- **PROBLEM DETAILS**
Where the string "ChatPlatform" shows up in a line of the records, copy that line.

-- EXTRACTED INFORMATION follows --

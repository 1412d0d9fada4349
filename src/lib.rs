//! # ragline: retrieval-augmented chat assistant core
//!
//! ```text
//! Object store ──► loader::BucketLoader ──► LoadOutcome (doc_id + units)
//!                        │                        │
//!                        └── scan::DocumentScanner┘
//!                                                 │
//! Storage notifications ──► router::EventRouter ──► coordinator::IngestionCoordinator
//!                                                 │
//!                                                 ▼
//!                                     index::KnowledgeIndex (boundary)
//!                                                 ▲
//! Chat triggers ──► dispatch::Dispatcher ──► query::QueryService
//!        │                │
//!        ack (≤ deadline) └── deferred worker ──► chat::ChatPlatform
//! ```
//!
//! Two pipelines share one boundary index: bulk ingestion (bucket listing,
//! staging, extraction, content-addressed fingerprinting) and chat dispatch
//! (immediate acknowledgment, deferred query/format/post). Everything external
//! (the object store, the retrieval engine, the secret manager, the chat
//! platform) sits behind a trait in its own module.

pub mod chat;
pub mod config;
pub mod coordinator;
pub mod dispatch;
pub mod index;
pub mod loader;
pub mod query;
pub mod router;
pub mod scan;
pub mod store;
pub mod telemetry;
pub mod types;

pub use chat::{ChatPlatform, Command, Trigger};
pub use config::{Config, ConfigError, SecretStore};
pub use coordinator::IngestionCoordinator;
pub use dispatch::{DispatchRequest, Dispatcher};
pub use index::{IndexResponse, KnowledgeIndex, MemoryIndex};
pub use loader::BucketLoader;
pub use query::{QueryOptions, QueryReply, QueryService};
pub use router::EventRouter;
pub use scan::{DocumentScanner, FsScanner};
pub use store::ObjectStore;
pub use types::{AssetLocation, ContentUnit, LoadOutcome};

-- EXTRACTED INFORMATION concluded --

- **FINISHED EXERCISE**
//!        ack (≤ deadline) └── deferred worker ──► chat::ChatPlatform
pub use chat::{ChatPlatform, Command, Trigger};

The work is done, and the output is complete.